As collected The Hacker News, the vulnerabilities allow an attacker to take the full control of the operating system of the victim’s device. Consequently, by having the highest level of user privileges, you could arbitrarily execute malicious code. To do this, the attackers must be on the same Wi-Fi network.
The vulnerabilities, found in the firmware of the affected devices, exist due to a bug in the development kits (SDKs) used by Realtek clients in almost all parts of the world. Some of the manufacturers hit by the problem are well-known brands such as AsusTEK, Belkin, D-Link, Logitech, and Netgear.
The Realtek problem in more than 47 brands
According to the German IoT Inspector researchers, there are 47 device brands with Realtek Wi-Fi solutions affected by the vulnerabilities. The company has prepared a list of all the vulnerable manufacturers listed below. The specific model affected can be consulted at this link.
- Abocom System Inc.
- AIgital
- Amped Wireless
- Askey
- ASUSTek Computer Inc.
- BEST ONE TECHNOLOGY CO., LTD.
- Beeline
- Belkin
- Buffalo Inc.
- Calix Inc.
- China Mobile Communication Corp.
- Compal Broadband Networks, INC.
- D-Link
- DASAN Networks
- Davolink Inc.
- Edge-core
- Edimax
- Edison
- EnGenius Technologies, Inc.
- ELECOM Co., LTD.
- Esson Technology Inc.
- EZ-NET Ubiquitous Corp.
- IFAD
- Hama
- Hawking Technologies, Inc.
- MT-Link
- Huawei
- IO DATA DEVICE, INC.
- iCotera
- IGD
- LG International
- LINK-NET TECHNOLOGY CO., LTD.
- Logitec
- MMC Technology
- MT-Link
- NetComm Wireless
- Netis
- Netgear
- Nexxt Solutions
- Watch Telecom
- Occtel
- Omega Technology
- PATECH
- PLANEX COMMUNICATIONS INC.
- Planex Communications Corp.
- PLANET Technology
- Realtek
As it is possible to find Realtek vulnerabilities by analyzing the firmware, IoT Inspector has made available a tool that allows to detect faults. Although it is a paid software, it is possible to access a free trial to find out if a device is affected.

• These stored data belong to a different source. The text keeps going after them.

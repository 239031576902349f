use chrono::{DateTime, Utc};
use serde::{Deserialize, Serialize};

#[derive(Debug, Clone, Serialize, Deserialize, sqlx::FromRow)]
#[serde(rename_all = "camelCase")]
pub struct Notification {
    pub id: i64,
    pub user_id: i64,
    pub title: String,
    pub message: String,
    pub read_at: Option<DateTime<Utc>>,
    pub created_at: DateTime<Utc>,
}

#[derive(Debug, Default, Deserialize)]
#[serde(rename_all = "camelCase")]
pub struct NotificationQuery {
    #[serde(default)]
    pub unread_only: bool,
}
pub mod request_id;
pub mod request_info;

pub use request_id::{CorrelationId, RequestId, RequestIdExt};
pub use request_info::RequestInfo;
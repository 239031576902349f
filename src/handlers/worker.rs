use actix_web::{HttpResponse, Result, web};
use serde::{Deserialize, Serialize};

use crate::AppState;
use crate::database::models::{
    NotificationQuery, Shift, ShiftQuery, TimeOffQuery, TimeOffRequestInput, TimeOffStatus, User,
};
use crate::error::AppError;
use crate::handlers::shared::ApiResponse;
use crate::services::Claims;

#[derive(Debug, Serialize)]
#[serde(rename_all = "camelCase")]
pub struct WorkerStatus {
    pub user: User,
    pub clocked_in: bool,
    pub open_shift: Option<Shift>,
}

#[derive(Debug, Default, Deserialize)]
pub struct PageQuery {
    pub limit: Option<i64>,
    pub offset: Option<i64>,
}

/// Active employee behind the session.
async fn current_user(claims: &Claims, state: &AppState) -> Result<User, AppError> {
    let user_id = claims.requires_employee()?;

    state
        .user_repository
        .find_by_id(user_id)
        .await?
        .filter(|u| u.active)
        .ok_or_else(|| AppError::unauthorized("Employee account is no longer active"))
}

pub async fn me(claims: Claims, state: web::Data<AppState>) -> Result<HttpResponse> {
    let user = current_user(&claims, &state).await?;

    let open_shift = state
        .shift_repository
        .find_open_shift(user.id)
        .await
        .map_err(AppError::from)?;

    Ok(ApiResponse::success(WorkerStatus {
        user,
        clocked_in: open_shift.is_some(),
        open_shift,
    }))
}

pub async fn my_shifts(
    claims: Claims,
    state: web::Data<AppState>,
    page: web::Query<PageQuery>,
) -> Result<HttpResponse> {
    let user = current_user(&claims, &state).await?;

    let query = ShiftQuery {
        user_id: Some(user.id),
        limit: page.limit,
        offset: page.offset,
        ..Default::default()
    };
    let shifts = state
        .shift_repository
        .find_by_query(&query)
        .await
        .map_err(AppError::from)?;

    Ok(ApiResponse::success(shifts))
}

pub async fn create_time_off_request(
    claims: Claims,
    state: web::Data<AppState>,
    input: web::Json<TimeOffRequestInput>,
) -> Result<HttpResponse> {
    let user = current_user(&claims, &state).await?;
    let mut input = input.into_inner();

    if input.end_date < input.start_date {
        return Err(AppError::BadRequest("End date must not be before start date".to_string()).into());
    }
    input.reason = input
        .reason
        .map(|r| r.trim().to_string())
        .filter(|r| !r.is_empty());

    let request = state
        .time_off_repository
        .create_request(user.id, &input)
        .await
        .map_err(AppError::from)?;

    log::info!(
        "Employee {} requested {} day(s) of {} time off",
        user.employee_code,
        request.days(),
        request.request_type
    );

    Ok(ApiResponse::created(request))
}

pub async fn my_time_off_requests(
    claims: Claims,
    state: web::Data<AppState>,
) -> Result<HttpResponse> {
    let user = current_user(&claims, &state).await?;

    let requests = state
        .time_off_repository
        .find_by_query(&TimeOffQuery {
            user_id: Some(user.id),
            status: None,
        })
        .await
        .map_err(AppError::from)?;

    Ok(ApiResponse::success(requests))
}

pub async fn cancel_time_off_request(
    claims: Claims,
    state: web::Data<AppState>,
    path: web::Path<i64>,
) -> Result<HttpResponse> {
    let user = current_user(&claims, &state).await?;
    let request_id = path.into_inner();

    let existing = state
        .time_off_repository
        .find_by_id(request_id)
        .await
        .map_err(AppError::from)?
        .filter(|r| r.user_id == user.id)
        .ok_or_else(|| AppError::NotFound("Time-off request not found".to_string()))?;

    let request = state
        .time_off_repository
        .resolve_pending(request_id, TimeOffStatus::Cancelled, None, None)
        .await
        .map_err(AppError::from)?
        .ok_or_else(|| {
            AppError::Conflict(format!(
                "Only pending requests can be cancelled (this one is {})",
                existing.status
            ))
        })?;

    Ok(ApiResponse::success(request))
}

pub async fn my_notifications(
    claims: Claims,
    state: web::Data<AppState>,
    query: web::Query<NotificationQuery>,
) -> Result<HttpResponse> {
    let user = current_user(&claims, &state).await?;

    let notifications = state
        .notification_repository
        .list_for_user(user.id, query.unread_only)
        .await
        .map_err(AppError::from)?;

    Ok(ApiResponse::success(notifications))
}

pub async fn mark_notification_read(
    claims: Claims,
    state: web::Data<AppState>,
    path: web::Path<i64>,
) -> Result<HttpResponse> {
    let user = current_user(&claims, &state).await?;

    let notification = state
        .notification_repository
        .mark_read(path.into_inner(), user.id)
        .await
        .map_err(AppError::from)?
        .ok_or_else(|| AppError::NotFound("Notification not found".to_string()))?;

    Ok(ApiResponse::success(notification))
}
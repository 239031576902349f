use chrono::{DateTime, Utc};
use serde::{Deserialize, Serialize};

use super::macros::string_enum;

#[derive(Debug, Clone, Serialize, Deserialize, sqlx::FromRow)]
#[serde(rename_all = "camelCase")]
pub struct User {
    pub id: i64,
    pub employee_code: String,
    pub name: String,
    pub email: Option<String>,
    #[serde(skip_serializing)]
    pub pin_hash: String,
    pub role: UserRole,
    pub active: bool,
    pub hourly_rate: Option<f64>,
    pub created_at: DateTime<Utc>,
    pub updated_at: DateTime<Utc>,
}

string_enum! {
    #[derive(Debug, Clone, Copy, Serialize, Deserialize, PartialEq, Eq, Default)]
    #[serde(rename_all = "lowercase")]
    pub enum UserRole {
        Admin => "admin",
        #[default]
        Worker => "worker",
    }
}

/// Fields for a new employee row. The PIN is already hashed at this point.
#[derive(Debug, Clone)]
pub struct NewUser {
    pub employee_code: String,
    pub name: String,
    pub email: Option<String>,
    pub pin_hash: String,
    pub role: UserRole,
    pub active: bool,
    pub hourly_rate: Option<f64>,
}

#[derive(Debug, Deserialize)]
#[serde(rename_all = "camelCase")]
pub struct CreateEmployeeInput {
    pub employee_code: String,
    pub name: String,
    pub email: Option<String>,
    /// Generated when omitted.
    pub pin: Option<String>,
    pub role: Option<UserRole>,
    pub active: Option<bool>,
    pub hourly_rate: Option<f64>,
}

#[derive(Debug, Default, Deserialize)]
#[serde(rename_all = "camelCase")]
pub struct UpdateEmployeeInput {
    pub name: Option<String>,
    pub email: Option<String>,
    pub pin: Option<String>,
    pub role: Option<UserRole>,
    pub active: Option<bool>,
    pub hourly_rate: Option<f64>,
}

#[derive(Debug, Deserialize)]
#[serde(rename_all = "camelCase")]
pub struct RegisterWorkerInput {
    pub employee_code: String,
    pub name: String,
    pub email: Option<String>,
    pub pin: String,
}

#[derive(Debug, Default, Deserialize)]
#[serde(rename_all = "camelCase")]
pub struct EmployeeQuery {
    pub active: Option<bool>,
}

/// Returned once, when the server generated the PIN.
#[derive(Debug, Serialize)]
#[serde(rename_all = "camelCase")]
pub struct CreatedEmployee {
    #[serde(flatten)]
    pub user: User,
    #[serde(skip_serializing_if = "Option::is_none")]
    pub generated_pin: Option<String>,
}

impl User {
    pub fn is_admin(&self) -> bool {
        self.role == UserRole::Admin
    }
}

Realtek, for its part, has been quick to release security patches for its affected SDKs. However, it has only taken this step only now, but security concerns have been in your code for more than a decade, according to security experts at IoT Inspector.
Now the ball is on the side of brands of Wi-Fi devices, which must release security patches for their affected products. It should be noted that older devices, which cannot be upgraded, will be out of patches and remain vulnerable.